[Dataset entries]
########
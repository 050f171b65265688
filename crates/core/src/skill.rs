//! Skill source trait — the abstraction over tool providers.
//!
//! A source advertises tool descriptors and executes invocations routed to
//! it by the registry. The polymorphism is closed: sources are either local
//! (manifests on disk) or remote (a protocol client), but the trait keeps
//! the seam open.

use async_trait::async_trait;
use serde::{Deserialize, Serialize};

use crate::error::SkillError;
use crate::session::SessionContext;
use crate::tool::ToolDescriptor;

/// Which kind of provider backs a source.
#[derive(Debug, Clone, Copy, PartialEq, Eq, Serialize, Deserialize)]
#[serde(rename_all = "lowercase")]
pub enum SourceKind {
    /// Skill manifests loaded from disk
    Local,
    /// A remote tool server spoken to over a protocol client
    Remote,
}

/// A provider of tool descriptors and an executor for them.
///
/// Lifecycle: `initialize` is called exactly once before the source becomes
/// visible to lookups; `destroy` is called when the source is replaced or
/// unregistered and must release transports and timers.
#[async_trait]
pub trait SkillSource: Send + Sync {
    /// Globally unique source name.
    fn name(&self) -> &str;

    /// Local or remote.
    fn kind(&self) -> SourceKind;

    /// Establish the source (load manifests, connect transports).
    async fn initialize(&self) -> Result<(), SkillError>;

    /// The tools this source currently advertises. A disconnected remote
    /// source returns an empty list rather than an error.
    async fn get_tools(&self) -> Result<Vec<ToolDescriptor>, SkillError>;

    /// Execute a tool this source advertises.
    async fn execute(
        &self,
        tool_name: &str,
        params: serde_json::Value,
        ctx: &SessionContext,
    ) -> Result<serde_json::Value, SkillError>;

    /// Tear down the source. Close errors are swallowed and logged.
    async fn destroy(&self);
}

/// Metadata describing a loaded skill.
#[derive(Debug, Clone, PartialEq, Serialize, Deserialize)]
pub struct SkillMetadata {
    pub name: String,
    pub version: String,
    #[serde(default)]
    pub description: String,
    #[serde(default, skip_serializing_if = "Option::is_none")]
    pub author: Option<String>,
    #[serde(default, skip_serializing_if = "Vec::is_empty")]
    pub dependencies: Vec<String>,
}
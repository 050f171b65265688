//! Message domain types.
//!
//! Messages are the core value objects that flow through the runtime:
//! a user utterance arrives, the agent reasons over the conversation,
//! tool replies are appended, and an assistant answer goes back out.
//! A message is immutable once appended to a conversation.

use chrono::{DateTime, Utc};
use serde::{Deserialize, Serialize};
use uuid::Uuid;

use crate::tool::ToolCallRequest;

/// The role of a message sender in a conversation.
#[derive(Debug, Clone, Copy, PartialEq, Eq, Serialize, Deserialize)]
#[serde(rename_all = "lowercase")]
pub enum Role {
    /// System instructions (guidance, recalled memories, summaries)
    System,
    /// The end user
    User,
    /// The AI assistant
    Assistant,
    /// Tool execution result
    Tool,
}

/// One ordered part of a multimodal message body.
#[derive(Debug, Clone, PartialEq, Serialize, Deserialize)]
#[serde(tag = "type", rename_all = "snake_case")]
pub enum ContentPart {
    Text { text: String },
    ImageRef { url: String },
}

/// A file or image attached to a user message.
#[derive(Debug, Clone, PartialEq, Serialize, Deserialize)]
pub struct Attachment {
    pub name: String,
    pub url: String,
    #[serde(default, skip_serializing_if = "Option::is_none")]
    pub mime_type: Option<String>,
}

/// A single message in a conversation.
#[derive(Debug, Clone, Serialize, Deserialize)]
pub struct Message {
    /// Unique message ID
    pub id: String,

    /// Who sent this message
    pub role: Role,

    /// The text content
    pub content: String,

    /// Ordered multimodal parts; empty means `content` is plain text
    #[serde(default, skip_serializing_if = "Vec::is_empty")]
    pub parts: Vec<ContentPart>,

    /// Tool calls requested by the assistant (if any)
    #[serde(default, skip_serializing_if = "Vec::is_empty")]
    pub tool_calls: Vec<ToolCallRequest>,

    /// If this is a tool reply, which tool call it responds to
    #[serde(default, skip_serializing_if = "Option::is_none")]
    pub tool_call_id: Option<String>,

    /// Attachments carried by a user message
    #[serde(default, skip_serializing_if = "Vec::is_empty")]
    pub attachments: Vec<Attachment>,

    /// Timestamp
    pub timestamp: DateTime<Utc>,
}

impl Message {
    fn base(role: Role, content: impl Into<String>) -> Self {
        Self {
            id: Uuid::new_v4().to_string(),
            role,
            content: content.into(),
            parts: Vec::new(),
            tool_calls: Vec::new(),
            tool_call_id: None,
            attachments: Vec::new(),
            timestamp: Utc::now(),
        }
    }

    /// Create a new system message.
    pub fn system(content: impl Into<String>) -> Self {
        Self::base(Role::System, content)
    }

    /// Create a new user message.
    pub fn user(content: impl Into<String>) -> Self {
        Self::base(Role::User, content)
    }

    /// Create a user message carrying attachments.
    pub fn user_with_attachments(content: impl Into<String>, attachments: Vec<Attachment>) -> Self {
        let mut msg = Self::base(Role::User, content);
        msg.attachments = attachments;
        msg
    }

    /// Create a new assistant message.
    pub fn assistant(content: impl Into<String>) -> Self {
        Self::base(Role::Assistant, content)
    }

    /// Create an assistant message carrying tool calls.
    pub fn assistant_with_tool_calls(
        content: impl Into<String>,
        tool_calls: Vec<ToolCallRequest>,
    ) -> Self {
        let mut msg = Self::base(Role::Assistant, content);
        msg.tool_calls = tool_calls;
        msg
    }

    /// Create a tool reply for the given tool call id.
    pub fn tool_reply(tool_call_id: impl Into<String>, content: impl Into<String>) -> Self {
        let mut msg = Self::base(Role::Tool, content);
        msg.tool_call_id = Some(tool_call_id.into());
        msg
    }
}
########
Starting from the records above, copy each line where the string "SourceKind" is found.

pub enum SourceKind {
    fn kind(&self) -> SourceKind;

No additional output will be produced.